Last year growth stagnated and only the most optimistic scenarios still predict growth this year. Domestic demand has slumped and the export of cars is an illusion that might take another decade to become really true, despite some high-profile cases.
It is not because China cannot make cars. They were also able to produce in the 1990s airplanes for McDonald-Douglas. It only took them a while to get the pieces together, because of the lack of economy of scale, lack of management talents and poor logistics. Making airplanes and cars has more to do with being able to get things organized than with producing high quality parts.
So, cars from Japan, Germany and the US can still be cheaper, because those countries have organized the automotive industry in a better way.
The large car producers have outsourced effectively all their risks to their suppliers and they find themselves now in an interesting dilemma that illustrates perfectly how China and globalization interact. The process happens in many more industries. The suppliers in the automotive industry have been blackmailed to come to China. They were often the global suppliers of key brand names, and could not stay out of China unless they risk losing their only client. Now China’s shrinking car market and its non-existing export do not offer the economy of scale these suppliers often need.

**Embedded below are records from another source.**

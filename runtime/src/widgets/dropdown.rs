//! Dropdown menu.
//!
//! Structure:
//!
//! ```text
//! .dropdown-menu
//!   > button                     trigger
//!   > [data-popover]             popover
//!       [role=menu]              menu
//!         [role^=menuitem]...    items
//! ```

use std::any::Any;
use std::cell::RefCell;
use std::rc::Rc;

use tracing::trace;

use super::{missing_parts, part, Widget, WidgetRef};
use crate::channel::Observer;
use crate::cx::Cx;
use crate::dom::{DomEvent, EventKind, Key, NodeId};
use crate::error::InitError;
use crate::nav::{is_enabled, ActiveList, Move};
use crate::types::OverlayOpening;

pub const COMPONENT: &str = "dropdown-menu";

/// Menu overlay with keyboard and pointer navigation.
#[derive(Debug)]
pub struct DropdownMenu {
    root: NodeId,
    trigger: NodeId,
    popover: NodeId,
    menu: NodeId,
    list: ActiveList,
    open: bool,
}

pub(crate) fn init(cx: &mut Cx, root: NodeId) -> Result<Option<WidgetRef>, InitError> {
    let doc = &cx.doc;
    let trigger = doc.child_matching(root, &part("button"));
    let popover = doc.child_matching(root, &part("[data-popover]"));
    let menu = popover.and_then(|p| doc.query(p, &part("[role=menu]")));

    let (Some(trigger), Some(menu), Some(popover)) = (trigger, menu, popover) else {
        return Err(missing_parts(
            "Dropdown menu",
            &[
                ("trigger", trigger.is_some()),
                ("menu", menu.is_some()),
                ("popover", popover.is_some()),
            ],
        ));
    };

    let open = doc.attr(trigger, "aria-expanded") == Some("true");
    let widget = Rc::new(RefCell::new(DropdownMenu {
        root,
        trigger,
        popover,
        menu,
        list: ActiveList::default(),
        open,
    }));
    cx.bus().overlay.subscribe(&widget);
    let widget: WidgetRef = widget;
    Ok(Some(widget))
}

impl DropdownMenu {
    #[must_use]
    pub fn is_open(&self) -> bool {
        self.open
    }

    /// Currently active item, if any.
    #[must_use]
    pub fn active_item(&self) -> Option<NodeId> {
        self.list.active_item()
    }

    /// Announces the opening, shows the menu and captures its enabled items.
    pub fn open(&mut self, cx: &mut Cx, seed: Option<Move>) {
        cx.publish(|bus| &bus.overlay, &OverlayOpening { source: self.root });

        self.open = true;
        cx.doc.set_attr(self.trigger, "aria-expanded", "true");
        cx.doc.set_attr(self.popover, "aria-hidden", "false");

        let items = cx
            .doc
            .query_all(self.menu, &part("[role^=menuitem]"))
            .into_iter()
            .filter(|&item| is_enabled(&cx.doc, item))
            .collect();
        self.list = ActiveList::new(items);

        if let Some(step) = seed.filter(|_| !self.list.is_empty()) {
            self.list.step(&mut cx.doc, self.trigger, step);
        }
        trace!(root = %self.root, items = self.list.len(), "menu opened");
    }

    /// Hides the menu. No-op when already closed.
    pub fn close(&mut self, cx: &mut Cx, focus_trigger: bool) {
        if !self.open {
            return;
        }
        self.open = false;
        cx.doc.set_attr(self.trigger, "aria-expanded", "false");
        cx.doc.remove_attr(self.trigger, "aria-activedescendant");
        cx.doc.set_attr(self.popover, "aria-hidden", "true");
        if focus_trigger {
            cx.doc.focus(self.trigger);
        }
        self.list.set_active(&mut cx.doc, self.trigger, None);
    }

    fn on_key(&mut self, cx: &mut Cx, event: &mut DomEvent, key: Key) {
        if key == Key::Escape {
            self.close(cx, true);
            return;
        }

        if !self.open {
            let seed = match key {
                Key::Enter | Key::Space => None,
                Key::ArrowDown => Some(Move::First),
                Key::ArrowUp => Some(Move::Last),
                _ => return,
            };
            event.prevent_default();
            self.open(cx, seed);
            return;
        }

        if self.list.is_empty() {
            return;
        }

        let step = match key {
            Key::ArrowDown => Move::Next,
            Key::ArrowUp => Move::Prev,
            Key::Home => Move::First,
            Key::End => Move::Last,
            Key::Enter | Key::Space => {
                event.prevent_default();
                if let Some(item) = self.list.active_item() {
                    cx.queue_event(DomEvent::click(item));
                }
                self.close(cx, true);
                return;
            }
            _ => return,
        };
        event.prevent_default();
        self.list.step(&mut cx.doc, self.trigger, step);
    }

    fn item_at(&self, cx: &Cx, target: NodeId) -> Option<NodeId> {
        cx.doc
            .closest(target, &part("[role^=menuitem]"))
            .filter(|&item| cx.doc.contains(self.menu, item))
    }
}

impl Widget for DropdownMenu {
    fn component(&self) -> &'static str {
        COMPONENT
    }

    fn root(&self) -> NodeId {
        self.root
    }

    fn handle_event(&mut self, cx: &mut Cx, event: &mut DomEvent) {
        let target = event.target;
        match event.kind {
            EventKind::Click if cx.doc.contains(self.trigger, target) => {
                if self.open {
                    self.close(cx, true);
                } else {
                    self.open(cx, None);
                }
            }
            EventKind::Click => {
                if self.item_at(cx, target).is_some() {
                    self.close(cx, true);
                }
            }
            EventKind::KeyDown(key) => self.on_key(cx, event, key),
            EventKind::PointerMove => {
                let index = self
                    .item_at(cx, target)
                    .and_then(|item| self.list.index_of(item));
                if index.is_some() && index != self.list.active() {
                    self.list.set_active(&mut cx.doc, self.trigger, index);
                }
            }
            EventKind::PointerLeave if target == self.menu => {
                self.list.set_active(&mut cx.doc, self.trigger, None);
            }
            _ => {}
        }
    }

    fn handle_document_event(&mut self, cx: &mut Cx, event: &DomEvent) {
        if event.kind == EventKind::Click && !cx.doc.contains(self.root, event.target) {
            self.close(cx, true);
        }
    }

    fn as_any(&self) -> &dyn Any {
        self
    }

    fn as_any_mut(&mut self) -> &mut dyn Any {
        self
    }
}

impl Observer<OverlayOpening> for DropdownMenu {
    fn observe(&mut self, cx: &mut Cx, message: &OverlayOpening) {
        if message.source != self.root {
            self.close(cx, false);
        }
    }
}

#[cfg(test)]
mod tests {
    use super::*;
    use crate::config::Config;
    use crate::dom::Markup;

    fn menu_markup(items: &[(&str, bool)]) -> Markup {
        Markup::new("div").class("dropdown-menu").children([
            Markup::new("button").id("trigger").text("Options"),
            Markup::new("div").attr("data-popover", "").child(
                Markup::new("div").attr("role", "menu").children(items.iter().map(
                    |(id, enabled)| {
                        let item = Markup::new("div").id(id).attr("role", "menuitem");
                        if *enabled {
                            item
                        } else {
                            item.attr("aria-disabled", "true")
                        }
                    },
                )),
            ),
        ])
    }

    fn setup(items: &[(&str, bool)]) -> (Cx, Rc<RefCell<dyn Widget>>) {
        let mut cx = Cx::new(Config::default());
        let body = cx.doc.body();
        let root = cx.doc.insert(body, &menu_markup(items)).unwrap();
        let widget = init(&mut cx, root).unwrap().unwrap();
        (cx, widget)
    }

    fn with_menu<R>(widget: &Rc<RefCell<dyn Widget>>, f: impl FnOnce(&mut DropdownMenu) -> R) -> R {
        let mut w = widget.borrow_mut();
        f(w.as_any_mut().downcast_mut::<DropdownMenu>().unwrap())
    }

    #[test]
    fn missing_parts_are_named() {
        let mut cx = Cx::new(Config::default());
        let body = cx.doc.body();
        let root = cx
            .doc
            .insert(body, &Markup::new("div").class("dropdown-menu"))
            .unwrap();
        let Err(err) = init(&mut cx, root) else {
            panic!("expected missing parts");
        };
        assert_eq!(
            err.to_string(),
            "Dropdown menu initialisation failed. Missing element(s): trigger, menu, popover"
        );
    }

    #[test]
    fn arrow_down_opens_on_first_enabled_item() {
        let (mut cx, widget) = setup(&[("a", false), ("b", true), ("c", true)]);
        let trigger = cx.doc.element_by_id("trigger").unwrap();
        let mut key = DomEvent::key(trigger, Key::ArrowDown);
        widget.borrow_mut().handle_event(&mut cx, &mut key);

        assert!(key.default_prevented());
        with_menu(&widget, |menu| {
            assert!(menu.is_open());
            assert_eq!(menu.list.len(), 2);
        });
        assert_eq!(cx.doc.attr(trigger, "aria-activedescendant"), Some("b"));
        assert_eq!(cx.doc.attr(trigger, "aria-expanded"), Some("true"));
    }

    #[test]
    fn enter_clicks_active_item_and_closes() {
        let (mut cx, widget) = setup(&[("a", true), ("b", true)]);
        let trigger = cx.doc.element_by_id("trigger").unwrap();
        for key in [Key::ArrowUp, Key::Enter] {
            widget
                .borrow_mut()
                .handle_event(&mut cx, &mut DomEvent::key(trigger, key));
        }

        let b = cx.doc.element_by_id("b").unwrap();
        assert_eq!(cx.take_queued(), Some(DomEvent::click(b)));
        with_menu(&widget, |menu| assert!(!menu.is_open()));
        assert_eq!(cx.doc.focused(), Some(trigger));
    }

    #[test]
    fn overlay_from_elsewhere_closes_without_focus() {
        let (mut cx, widget) = setup(&[("a", true)]);
        let trigger = cx.doc.element_by_id("trigger").unwrap();
        with_menu(&widget, |menu| menu.open(&mut cx, None));

        let stranger = cx.doc.create_element("div");
        with_menu(&widget, |menu| {
            menu.observe(&mut cx, &OverlayOpening { source: stranger });
            assert!(!menu.is_open());
        });
        assert_ne!(cx.doc.focused(), Some(trigger));
    }
}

But if China is not able to produce enough affordable cars at a competitive rate those suppliers can still export their products, piece by piece. What we see is that while China cannot export cars, it is becoming increasingly better in exporting car parts.
The problem on a global market is of course that those often foreign suppliers in China are competing at the global market against themselves or their mother companies at home. The automotive parts that, according to the always optimistic Chinese media, are flooding the world, erode the markets in Germany, the US and Japan, and erode the suppliers’ profitability at home.
In struggling Germany trade unions have forced the automotive industry to keep on using a certain percentage of domestically made products. Trade unions might be able to get such an agreement from the industry, as Wal-Mart shows; the consumers would rather follow their own financial interests.
You do not have to be much of a fortune teller to see how the automotive industry will be forced into a new wave of consolidations, forced by Chinese products. In that way the Chinese automotive industry will get their export, will develop its economy of scale and might in a decade or so perhaps even start to export cars on a decent scale.
Fons Tuinstra


1 Comments:
After living in China a long time, especially in the crowded, densified city of Tianjin, there is no infrastructure in place in order to handle all the cars that manufacturers want to sell. In Beijing for instance, it can take up to an hour just to get across town in rush hour (12 KM across). You'd be better off on a bicycle. The point is, the automotive industries projection of sales are overly optimistic, not based on end user demand, but rather environmental conditions. There is just no room in some of these cities for all these cars. It took me almost 40 minutes at noon once to get from Zhong Shan Xi Lu to the Shanghai Hou Che Zhan. Ridiculous. If you go to Canton and see the high usage of motorcycles (a higher GDP means a lesser reliance on bicycles) its even more chaotic, nothing is policed and road accidents are crazy and frequent.